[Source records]
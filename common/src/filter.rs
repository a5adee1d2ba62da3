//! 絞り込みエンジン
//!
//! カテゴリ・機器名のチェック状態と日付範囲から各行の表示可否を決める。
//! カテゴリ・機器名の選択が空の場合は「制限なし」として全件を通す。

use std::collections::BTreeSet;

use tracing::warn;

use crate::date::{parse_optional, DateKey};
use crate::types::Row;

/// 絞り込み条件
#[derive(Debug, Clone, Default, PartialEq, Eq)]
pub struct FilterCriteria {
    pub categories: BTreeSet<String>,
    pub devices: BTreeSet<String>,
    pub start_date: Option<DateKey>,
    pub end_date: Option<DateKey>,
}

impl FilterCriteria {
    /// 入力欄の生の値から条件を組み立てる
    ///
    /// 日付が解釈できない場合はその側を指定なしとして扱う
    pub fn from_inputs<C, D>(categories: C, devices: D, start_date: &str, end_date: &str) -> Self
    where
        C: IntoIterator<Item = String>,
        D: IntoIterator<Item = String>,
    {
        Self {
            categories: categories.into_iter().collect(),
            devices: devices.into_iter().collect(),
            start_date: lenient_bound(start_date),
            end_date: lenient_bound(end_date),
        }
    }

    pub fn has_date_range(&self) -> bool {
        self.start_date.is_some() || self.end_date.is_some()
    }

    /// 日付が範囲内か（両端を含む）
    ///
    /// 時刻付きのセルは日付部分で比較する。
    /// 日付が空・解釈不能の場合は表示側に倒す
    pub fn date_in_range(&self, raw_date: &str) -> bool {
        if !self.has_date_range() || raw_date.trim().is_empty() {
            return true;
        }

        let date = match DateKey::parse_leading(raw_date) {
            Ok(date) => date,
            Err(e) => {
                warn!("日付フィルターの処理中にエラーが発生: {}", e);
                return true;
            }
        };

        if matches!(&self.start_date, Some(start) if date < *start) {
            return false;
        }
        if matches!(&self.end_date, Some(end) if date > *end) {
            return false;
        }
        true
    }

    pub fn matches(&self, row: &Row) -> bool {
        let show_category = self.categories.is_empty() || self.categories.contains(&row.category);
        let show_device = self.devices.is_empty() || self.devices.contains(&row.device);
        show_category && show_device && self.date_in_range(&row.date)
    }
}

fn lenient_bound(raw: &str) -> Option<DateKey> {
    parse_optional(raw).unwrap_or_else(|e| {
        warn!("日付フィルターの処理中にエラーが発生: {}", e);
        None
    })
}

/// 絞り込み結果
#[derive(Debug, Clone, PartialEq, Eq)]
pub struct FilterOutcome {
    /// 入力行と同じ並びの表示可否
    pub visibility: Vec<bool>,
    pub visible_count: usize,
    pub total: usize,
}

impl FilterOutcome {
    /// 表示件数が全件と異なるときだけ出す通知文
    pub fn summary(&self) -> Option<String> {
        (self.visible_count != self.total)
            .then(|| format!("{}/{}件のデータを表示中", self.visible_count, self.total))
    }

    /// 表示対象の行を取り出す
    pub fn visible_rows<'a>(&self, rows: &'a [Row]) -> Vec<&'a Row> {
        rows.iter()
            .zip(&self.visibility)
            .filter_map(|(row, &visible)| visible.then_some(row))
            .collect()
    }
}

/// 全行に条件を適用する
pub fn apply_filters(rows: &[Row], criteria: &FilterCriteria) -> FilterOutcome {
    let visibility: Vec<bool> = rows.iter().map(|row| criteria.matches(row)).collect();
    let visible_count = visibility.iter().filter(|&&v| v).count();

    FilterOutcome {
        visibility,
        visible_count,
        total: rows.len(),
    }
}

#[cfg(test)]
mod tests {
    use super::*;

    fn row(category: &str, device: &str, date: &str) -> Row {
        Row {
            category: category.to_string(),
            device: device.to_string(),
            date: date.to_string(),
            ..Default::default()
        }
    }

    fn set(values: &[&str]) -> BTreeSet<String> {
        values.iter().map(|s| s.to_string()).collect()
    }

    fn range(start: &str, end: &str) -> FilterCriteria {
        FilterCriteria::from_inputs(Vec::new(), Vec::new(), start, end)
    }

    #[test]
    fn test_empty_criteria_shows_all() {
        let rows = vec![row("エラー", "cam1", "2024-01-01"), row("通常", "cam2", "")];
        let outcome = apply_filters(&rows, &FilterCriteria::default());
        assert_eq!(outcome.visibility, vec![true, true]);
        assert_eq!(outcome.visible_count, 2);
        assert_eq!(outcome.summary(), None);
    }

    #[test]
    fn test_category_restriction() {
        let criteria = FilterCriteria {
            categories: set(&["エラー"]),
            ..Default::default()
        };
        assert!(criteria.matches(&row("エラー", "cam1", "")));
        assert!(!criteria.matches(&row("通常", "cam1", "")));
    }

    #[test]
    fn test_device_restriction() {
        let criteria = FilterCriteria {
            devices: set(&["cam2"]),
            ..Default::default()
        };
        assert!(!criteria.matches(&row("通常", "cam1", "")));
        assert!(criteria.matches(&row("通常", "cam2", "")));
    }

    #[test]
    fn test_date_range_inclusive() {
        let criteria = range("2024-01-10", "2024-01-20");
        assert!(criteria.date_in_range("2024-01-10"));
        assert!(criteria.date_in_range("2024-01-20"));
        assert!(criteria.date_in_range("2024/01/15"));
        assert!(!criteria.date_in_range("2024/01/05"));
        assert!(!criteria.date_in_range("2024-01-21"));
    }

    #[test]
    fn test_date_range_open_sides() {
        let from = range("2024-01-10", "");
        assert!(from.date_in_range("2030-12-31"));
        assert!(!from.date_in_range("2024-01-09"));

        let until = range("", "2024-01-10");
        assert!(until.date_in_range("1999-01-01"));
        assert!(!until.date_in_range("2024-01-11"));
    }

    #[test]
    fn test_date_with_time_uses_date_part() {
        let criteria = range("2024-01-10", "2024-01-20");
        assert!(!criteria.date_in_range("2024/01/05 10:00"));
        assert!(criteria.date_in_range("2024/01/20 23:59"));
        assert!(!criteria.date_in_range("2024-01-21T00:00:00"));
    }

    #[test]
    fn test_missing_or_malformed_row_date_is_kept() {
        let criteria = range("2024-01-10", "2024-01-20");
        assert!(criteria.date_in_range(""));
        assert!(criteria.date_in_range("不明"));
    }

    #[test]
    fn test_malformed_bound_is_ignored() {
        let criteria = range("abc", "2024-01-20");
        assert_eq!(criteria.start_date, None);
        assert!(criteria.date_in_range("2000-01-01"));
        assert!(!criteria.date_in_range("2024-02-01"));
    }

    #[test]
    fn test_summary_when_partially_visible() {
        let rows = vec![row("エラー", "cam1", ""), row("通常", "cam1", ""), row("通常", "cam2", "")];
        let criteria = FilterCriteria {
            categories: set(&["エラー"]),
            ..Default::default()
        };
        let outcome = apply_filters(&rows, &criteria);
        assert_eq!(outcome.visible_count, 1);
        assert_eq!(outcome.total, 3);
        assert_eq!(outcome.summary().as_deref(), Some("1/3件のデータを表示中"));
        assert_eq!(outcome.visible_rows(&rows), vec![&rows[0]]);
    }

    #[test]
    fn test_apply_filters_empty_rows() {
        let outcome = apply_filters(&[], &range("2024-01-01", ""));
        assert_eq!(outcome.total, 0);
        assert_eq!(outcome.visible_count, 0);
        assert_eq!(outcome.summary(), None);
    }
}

### Task to complete
Copy each line above that contains the string "IntoIterator".

### Solution for this task
        C: IntoIterator<Item = String>,
        D: IntoIterator<Item = String>,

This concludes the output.